Prometheus Instrumentation for a Gin Service

package metrics

import (
    "strconv"
    "time"

    "github.com/gin-gonic/gin"
    "github.com/prometheus/client_golang/prometheus"
    "github.com/prometheus/client_golang/prometheus/promauto"
    "github.com/prometheus/client_golang/prometheus/promhttp"
)

var (
    httpRequestDuration = promauto.NewHistogramVec(
        prometheus.HistogramOpts{
            Name:    "http_request_duration_seconds",
            Help:    "Distribution of HTTP request processing times",
            Buckets: []float64{.005, .01, .025, .05, .1, .25, .5, 1, 2.5, 5, 10},
        },
        []string{"method", "path", "status"},
    )

    httpRequestsTotal = promauto.NewCounterVec(
        prometheus.CounterOpts{
            Name: "http_requests_total",
            Help: "Total number of HTTP requests",
        },
        []string{"method", "path", "status"},
    )

    httpActiveRequests = promauto.NewGauge(
        prometheus.GaugeOpts{
            Name: "http_active_requests",
            Help: "Number of HTTP requests currently being processed",
        },
    )

    businessErrorsTotal = promauto.NewCounterVec(
        prometheus.CounterOpts{
            Name: "business_errors_total",
            Help: "Total number of business logic errors",
        },
        []string{"error_type"},
    )
)

func PrometheusMiddleware() gin.HandlerFunc {
    return func(c *gin.Context) {
        start := time.Now()
        httpActiveRequests.Inc()
        defer httpActiveRequests.Dec()

        c.Next()

        status := strconv.Itoa(c.Writer.Status())
        duration := time.Since(start).Seconds()
        // Use the route template (/users/:id), NOT the actual path
        // to avoid a high-cardinality explosion in Prometheus
        path := c.FullPath()
        if path == "" {
            path = "unknown"
        }

        labels := prometheus.Labels{
            "method": c.Request.Method,
            "path":   path,
            "status": status,
        }
        httpRequestDuration.With(labels).Observe(duration)
        httpRequestsTotal.With(labels).Inc()
    }
}

func RegisterMetricsEndpoint(r *gin.Engine) {
    r.GET("/metrics", gin.WrapH(promhttp.Handler()))
}

The choice of c.FullPath() over c.Request.URL.Path is critical. If you use the actual URL path (e.g., /users/12345), every distinct user ID generates a new label combination, causing a high-cardinality problem: Prometheus maintains independent time series for every unique label set, and its memory usage explodes.
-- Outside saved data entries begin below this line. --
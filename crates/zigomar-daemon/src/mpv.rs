/// mpv as the native playback element.
///
/// ```text
///   MpvElement ── ensure_connected() ──► MpvDriver::spawn_and_connect()
///        │                                   ├── writer_task ← MpvRequest via mpsc → socket
///        │                                   └── reader_task → replies (request_id) → oneshot
///        │                                                   → events → translator task
///        └── translator task: MpvEvent ──► ElementEvent { generation, kind } ──► EventSink
/// ```
///
/// The process is started lazily on the first load and killed on `release`.
///
/// Platform notes:
/// - Unix:    Unix domain socket
/// - Windows: named pipe `\\.\pipe\<name>`
use std::collections::HashMap;
use std::sync::atomic::{AtomicU64, Ordering};
use std::sync::Arc;
use std::time::Duration;

use async_trait::async_trait;
use serde_json::{json, Value};
use tokio::io::{AsyncBufReadExt, AsyncRead, AsyncWrite, AsyncWriteExt, BufReader};
use tokio::sync::{mpsc, oneshot, Mutex};
use tokio::task::JoinHandle;
use tracing::{debug, info, warn};
use zigomar_proto::candidates::HLS_MIME;
use zigomar_proto::platform;

use crate::playback::{ElementEvent, ElementEventKind, EventSink, MediaElement};

static NEXT_REQ_ID: AtomicU64 = AtomicU64::new(1);

const IPC_TIMEOUT: Duration = Duration::from_secs(5);

pub const OBS_CORE_IDLE: u64 = 1;
pub const OBS_PAUSE: u64 = 2;

type Pending = Arc<Mutex<HashMap<u64, oneshot::Sender<anyhow::Result<Value>>>>>;

struct MpvRequest {
    req_id: u64,
    /// Serialised JSON line, newline included.
    payload: String,
    reply: oneshot::Sender<anyhow::Result<Value>>,
}

/// Unsolicited mpv message (no `request_id`).
#[derive(Debug, Clone)]
pub struct MpvEvent {
    pub raw: Value,
}
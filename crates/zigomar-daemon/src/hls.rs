/// Minimal HLS client standing in for an adaptive-streaming library.
///
/// `attach` fetches the manifest, follows a master playlist to its
/// highest-bandwidth variant, loads that media playlist into the element
/// (mpv does the segment fetching) and starts playback.  For live playlists a
/// watchdog task keeps reloading the media playlist once per target duration;
/// three failed reloads in a row raise a fatal error for the generation that
/// started it.
use std::sync::Arc;
use std::time::Duration;

use async_trait::async_trait;
use reqwest::{Client, Url};
use tokio::task::JoinHandle;
use tracing::{debug, info, warn};
use zigomar_proto::error::PlaybackError;

use crate::playback::{
    AdaptiveSession, AdaptiveStreaming, ElementEvent, ElementEventKind, EventSink, MediaElement,
};

/// Consecutive reload failures tolerated before the stream is declared dead.
pub const MAX_RELOAD_FAILURES: u32 = 3;

const MIN_RELOAD_INTERVAL: Duration = Duration::from_secs(1);

#[derive(Debug, Clone, PartialEq)]
pub struct Variant {
    pub bandwidth: u64,
    pub uri: String,
}

#[derive(Debug, Clone, PartialEq)]
pub struct MediaPlaylist {
    pub target_duration: u64,
    pub segments: usize,
    /// `#EXT-X-ENDLIST` seen: nothing more will be appended.
    pub ended: bool,
}

#[derive(Debug, Clone, PartialEq)]
pub enum Playlist {
    Master(Vec<Variant>),
    Media(MediaPlaylist),
}

pub fn parse_playlist(text: &str) -> Result<Playlist, String> {
    let mut lines = text.lines().map(str::trim).filter(|l| !l.is_empty());
    if lines.next() != Some("#EXTM3U") {
        return Err("missing #EXTM3U header".to_string());
    }

    let mut variants = Vec::new();
    let mut pending_bandwidth: Option<u64> = None;
    let mut target_duration = 0u64;
    let mut segments = 0usize;
    let mut ended = false;

    for line in lines {
        if let Some(attrs) = line.strip_prefix("#EXT-X-STREAM-INF:") {
            pending_bandwidth = Some(attribute(attrs, "BANDWIDTH").and_then(|v| v.parse().ok()).unwrap_or(0));
        } else if let Some(v) = line.strip_prefix("#EXT-X-TARGETDURATION:") {
            target_duration = v.trim().parse().unwrap_or(0);
        } else if line == "#EXT-X-ENDLIST" {
            ended = true;
        } else if line.starts_with('#') {
            continue;
        } else if let Some(bandwidth) = pending_bandwidth.take() {
            variants.push(Variant {
                bandwidth,
                uri: line.to_string(),
            });
        } else {
            segments += 1;
        }
    }

    if !variants.is_empty() {
        return Ok(Playlist::Master(variants));
    }
    Ok(Playlist::Media(MediaPlaylist {
        target_duration,
        segments,
        ended,
    }))
}

/// Value of `KEY=value` in an attribute list; quoted values may hold commas.
fn attribute<'a>(attrs: &'a str, key: &str) -> Option<&'a str> {
    let mut rest = attrs;
    while !rest.is_empty() {
        let (name, after) = rest.split_once('=')?;
        let (value, next) = if let Some(quoted) = after.strip_prefix('"') {
            let end = quoted.find('"')?;
            (&quoted[..end], quoted[end + 1..].trim_start_matches(','))
        } else {
            match after.split_once(',') {
                Some((v, n)) => (v, n),
                None => (after, ""),
            }
        };
        if name.trim() == key {
            return Some(value.trim());
        }
        rest = next;
    }
    None
}

pub fn best_variant(variants: &[Variant]) -> Option<&Variant> {
    variants.iter().max_by_key(|v| v.bandwidth)
}

pub fn resolve_uri(base: &str, uri: &str) -> Result<String, String> {
    let base = Url::parse(base).map_err(|e| format!("bad playlist url {}: {}", base, e))?;
    base.join(uri)
        .map(|u| u.to_string())
        .map_err(|e| format!("bad variant uri {}: {}", uri, e))
}

pub struct HlsClient {
    http: Client,
    events: EventSink,
}

impl HlsClient {
    pub fn new(http: Client, events: EventSink) -> Self {
        Self { http, events }
    }

    async fn fetch(&self, url: &str) -> Result<String, String> {
        fetch_text(&self.http, url).await
    }
}

async fn fetch_text(http: &Client, url: &str) -> Result<String, String> {
    let resp = http.get(url).send().await.map_err(|e| e.to_string())?;
    let status = resp.status();
    if !status.is_success() {
        return Err(format!("HTTP {}", status.as_u16()));
    }
    resp.text().await.map_err(|e| e.to_string())
}

#[async_trait]
impl AdaptiveStreaming for HlsClient {
    fn is_supported(&self) -> bool {
        true
    }

    async fn attach(
        &self,
        url: &str,
        element: Arc<dyn MediaElement>,
        generation: u64,
    ) -> Result<Box<dyn AdaptiveSession>, PlaybackError> {
        let fatal = |stage: &str, e: String| PlaybackError::AdaptiveFatal(format!("{}: {}", stage, e));

        let manifest = self.fetch(url).await.map_err(|e| fatal("manifestLoadError", e))?;
        let (media_url, media) = match parse_playlist(&manifest).map_err(|e| fatal("manifestParsingError", e))? {
            Playlist::Media(media) => (url.to_string(), media),
            Playlist::Master(variants) => {
                let best = best_variant(&variants)
                    .ok_or_else(|| fatal("manifestParsingError", "no variants".to_string()))?;
                let media_url = resolve_uri(url, &best.uri).map_err(|e| fatal("levelLoadError", e))?;
                debug!("hls: picked {} bps variant {}", best.bandwidth, media_url);
                let text = self
                    .fetch(&media_url)
                    .await
                    .map_err(|e| fatal("levelLoadError", e))?;
                match parse_playlist(&text).map_err(|e| fatal("levelParsingError", e))? {
                    Playlist::Media(media) => (media_url, media),
                    Playlist::Master(_) => {
                        return Err(fatal("levelParsingError", "nested master playlist".to_string()))
                    }
                }
            }
        };

        info!(
            "hls: manifest parsed, {} segments, target {}s",
            media.segments, media.target_duration
        );
        element
            .load(&media_url, generation)
            .await
            .map_err(|e| PlaybackError::Element(e.to_string()))?;
        element
            .play()
            .await
            .map_err(|e| PlaybackError::Element(e.to_string()))?;

        let watchdog = (!media.ended).then(|| {
            let interval = Duration::from_secs(media.target_duration).max(MIN_RELOAD_INTERVAL);
            tokio::spawn(watch_live_playlist(
                self.http.clone(),
                media_url,
                interval,
                self.events.clone(),
                generation,
            ))
        });
        Ok(Box::new(HlsSession { watchdog }))
    }
}

async fn watch_live_playlist(
    http: Client,
    url: String,
    interval: Duration,
    events: EventSink,
    generation: u64,
) {
    let mut failures = 0u32;
    loop {
        tokio::time::sleep(interval).await;
        let result = fetch_text(&http, &url).await.and_then(|t| parse_playlist(&t));
        match result {
            Ok(Playlist::Media(media)) => {
                failures = 0;
                if media.ended {
                    debug!("hls: playlist ended, watchdog done");
                    return;
                }
            }
            Ok(Playlist::Master(_)) => failures += 1,
            Err(e) => {
                failures += 1;
                warn!("hls: reload {} failed ({}/{}): {}", url, failures, MAX_RELOAD_FAILURES, e);
            }
        }
        if failures >= MAX_RELOAD_FAILURES {
            let _ = events
                .send(ElementEvent::new(
                    generation,
                    ElementEventKind::AdaptiveFatal(format!("levelLoadError: {}", url)),
                ))
                .await;
            return;
        }
    }
}

pub struct HlsSession {
    watchdog: Option<JoinHandle<()>>,
}

#[async_trait]
impl AdaptiveSession for HlsSession {
    async fn destroy(self: Box<Self>) {
        let mut session = self;
        if let Some(watchdog) = session.watchdog.take() {
            watchdog.abort();
            let _ = watchdog.await;
        }
    }
}

impl Drop for HlsSession {
    fn drop(&mut self) {
        if let Some(watchdog) = self.watchdog.take() {
            watchdog.abort();
        }
    }
}
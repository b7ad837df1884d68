use crate::core::DaemonEvent;
use axum::{
    extract::{Path, State},
    http::StatusCode,
    response::Json,
    routing::get,
    Router,
};
use serde::Serialize;
use std::sync::Arc;
use tokio::net::TcpListener;
use tokio::sync::mpsc;
use tower_http::cors::CorsLayer;
use tracing::{error, info};
use zigomar_proto::model::{format_duration, format_played_at, Fallback};
use zigomar_proto::protocol::{Command, DaemonState, PlayerPhase};
use zigomar_proto::state::StateManager;

#[derive(Clone)]
pub struct HttpState {
    state_manager: Arc<StateManager>,
    event_tx: mpsc::Sender<DaemonEvent>,
    fallback: Arc<Fallback>,
}

impl HttpState {
    pub fn new(
        state_manager: Arc<StateManager>,
        event_tx: mpsc::Sender<DaemonEvent>,
        fallback: Fallback,
    ) -> Self {
        Self {
            state_manager,
            event_tx,
            fallback: Arc::new(fallback),
        }
    }
}

/// What a shell needs to render, with every fallback already applied.
#[derive(Serialize)]
struct ApiState {
    rev: u64,
    title: String,
    artist: String,
    album: Option<String>,
    artwork: String,
    station: String,
    description: String,
    listeners: Option<String>,
    bitrate: Option<u32>,
    genre: Option<String>,
    playlist: Vec<ApiPlaylistEntry>,
    notice: Option<String>,
    last_update: Option<String>,
    metadata_loading: bool,
    refreshing: bool,
    playing: bool,
    loading: bool,
    volume: u8,
    muted: bool,
    icon_muted: bool,
    connection: &'static str,
    error: Option<String>,
    favorite: bool,
}

#[derive(Serialize)]
struct ApiPlaylistEntry {
    title: String,
    artist: String,
    album: Option<String>,
    artwork: Option<String>,
    played_at: String,
    duration: Option<String>,
}

#[derive(Serialize)]
struct VolumeStatus {
    volume: u8,
    muted: bool,
}

impl ApiState {
    fn from_state(state: DaemonState, fallback: &Fallback) -> Self {
        let np = &state.now_playing;
        let player = &state.player;
        Self {
            rev: state.rev,
            title: np.display_title(fallback).to_string(),
            artist: np.display_artist(fallback).to_string(),
            album: np.track.album.clone().or_else(|| fallback.track.album.clone()),
            artwork: np.display_artwork(fallback).to_string(),
            station: np.station.name.clone(),
            description: np.station.description.clone(),
            listeners: np.listeners_label(),
            bitrate: np.station.bitrate,
            genre: np.station.genre.clone(),
            playlist: np
                .playlist
                .iter()
                .map(|e| ApiPlaylistEntry {
                    title: e.title.clone(),
                    artist: e.artist.clone(),
                    album: e.album.clone(),
                    artwork: e.artwork.clone(),
                    played_at: format_played_at(&e.played_at),
                    duration: e.duration.map(format_duration),
                })
                .collect(),
            notice: np.notice.clone(),
            last_update: np.last_update.map(|t| t.format("%H:%M:%S").to_string()),
            metadata_loading: np.loading,
            refreshing: np.refreshing,
            playing: player.phase == PlayerPhase::Playing,
            loading: player.loading,
            volume: player.volume,
            muted: player.muted,
            icon_muted: player.icon_muted,
            connection: player.connection.label(),
            error: player.error.clone(),
            favorite: state.favorite,
        }
    }
}

pub fn router(state: HttpState) -> Router {
    Router::new()
        .route("/api/state", get(get_state))
        .route("/api/toggle", get(toggle).post(toggle))
        .route("/api/pause", get(pause).post(pause))
        .route("/api/volume/:volume", get(set_volume).post(set_volume))
        .route("/api/volume", get(get_volume))
        .route("/api/mute", get(toggle_mute).post(toggle_mute))
        .route("/api/favorite", get(toggle_favorite).post(toggle_favorite))
        .route("/api/refresh", get(refresh).post(refresh))
        .layer(CorsLayer::permissive())
        .with_state(state)
}

pub fn start_server(bind_address: String, port: u16, state: HttpState) -> tokio::task::JoinHandle<()> {
    tokio::spawn(async move {
        let app = router(state);

        let addr = format!("{}:{}", bind_address, port);
        let listener = match TcpListener::bind(&addr).await {
            Ok(l) => l,
            Err(e) => {
                error!("Failed to bind HTTP server to {}: {}", addr, e);
                return;
            }
        };

        info!("HTTP API server listening on http://{}", addr);

        if let Err(e) = axum::serve(listener, app).await {
            error!("HTTP server error: {}", e);
        }
    })
}

async fn send(state: &HttpState, cmd: Command) -> StatusCode {
    let name = format!("{:?}", cmd);
    if state.event_tx.send(DaemonEvent::ClientCommand(cmd)).await.is_err() {
        error!("Failed to send {} command", name);
        return StatusCode::INTERNAL_SERVER_ERROR;
    }
    StatusCode::OK
}

async fn get_state(State(state): State<HttpState>) -> Json<ApiState> {
    let daemon_state = state.state_manager.get_state().await;
    Json(ApiState::from_state(daemon_state, &state.fallback))
}

async fn toggle(State(state): State<HttpState>) -> StatusCode {
    if state.state_manager.get_state().await.player.loading {
        info!("HTTP API: toggle refused, stream still loading");
        return StatusCode::CONFLICT;
    }
    info!("HTTP API: Toggle play");
    send(&state, Command::TogglePlay).await
}

async fn pause(State(state): State<HttpState>) -> StatusCode {
    info!("HTTP API: Pause");
    send(&state, Command::Pause).await
}

async fn set_volume(State(state): State<HttpState>, Path(volume): Path<i32>) -> StatusCode {
    let value = volume.clamp(0, 100) as u8;
    info!("HTTP API: Set volume to {}%", value);
    send(&state, Command::SetVolume { value }).await
}

async fn get_volume(State(state): State<HttpState>) -> Json<VolumeStatus> {
    let player = state.state_manager.get_state().await.player;
    Json(VolumeStatus {
        volume: player.volume,
        muted: player.muted,
    })
}

async fn toggle_mute(State(state): State<HttpState>) -> StatusCode {
    info!("HTTP API: Toggle mute");
    send(&state, Command::ToggleMute).await
}

async fn toggle_favorite(State(state): State<HttpState>) -> StatusCode {
    info!("HTTP API: Toggle favorite");
    send(&state, Command::ToggleFavorite).await
}

async fn refresh(State(state): State<HttpState>) -> StatusCode {
    info!("HTTP API: Refresh");
    send(&state, Command::Refresh).await
}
Distributed Tracing Across HTTP Calls with OpenTelemetry

package tracing

import (
    "context"
    "net/http"

    "go.opentelemetry.io/otel"
    "go.opentelemetry.io/otel/attribute"
    "go.opentelemetry.io/otel/codes"
    "go.opentelemetry.io/otel/exporters/otlp/otlptrace/otlptracehttp"
    "go.opentelemetry.io/otel/propagation"
    "go.opentelemetry.io/otel/sdk/resource"
    sdktrace "go.opentelemetry.io/otel/sdk/trace"
    semconv "go.opentelemetry.io/otel/semconv/v1.21.0"
)

func InitTracer(ctx context.Context, serviceName, endpoint string) (*sdktrace.TracerProvider, error) {
    exporter, err := otlptracehttp.New(ctx,
        otlptracehttp.WithEndpoint(endpoint),
        otlptracehttp.WithInsecure(),
    )
    if err != nil {
        return nil, err
    }

    res, err := resource.New(ctx,
        resource.WithAttributes(
            semconv.ServiceName(serviceName),
            semconv.ServiceVersion("1.0.0"),
        ),
    )
    if err != nil {
        return nil, err
    }

    tp := sdktrace.NewTracerProvider(
        sdktrace.WithBatcher(exporter),
        sdktrace.WithResource(res),
        // Sample 10% of requests in production
        sdktrace.WithSampler(sdktrace.TraceIDRatioBased(0.1)),
    )

    otel.SetTracerProvider(tp)
    otel.SetTextMapPropagator(propagation.NewCompositeTextMapPropagator(
        propagation.TraceContext{}, // W3C TraceContext standard
        propagation.Baggage{},
    ))

    return tp, nil
}

func fetchUserFromDB(ctx context.Context, userID int64) (*User, error) {
    tracer := otel.Tracer("user-service")
    ctx, span := tracer.Start(ctx, "db.findUser")
    defer span.End()

    span.SetAttributes(
        attribute.Int64("user.id", userID),
        attribute.String("db.system", "postgresql"),
        attribute.String("db.statement", "SELECT * FROM users WHERE id = $1"),
    )

    user, err := db.FindUser(ctx, userID)
    if err != nil {
        span.RecordError(err)
        span.SetStatus(codes.Error, err.Error())
        return nil, err
    }

    span.SetAttributes(attribute.String("user.name", user.Name))
    return user, nil
}

// Inject the current trace context into outbound HTTP request headers
func callDownstream(ctx context.Context, url string) (*http.Response, error) {
    req, err := http.NewRequestWithContext(ctx, http.MethodGet, url, nil)
    if err != nil {
        return nil, err
    }

    // Injects W3C traceparent header automatically
    otel.GetTextMapPropagator().Inject(ctx, propagation.HeaderCarrier(req.Header))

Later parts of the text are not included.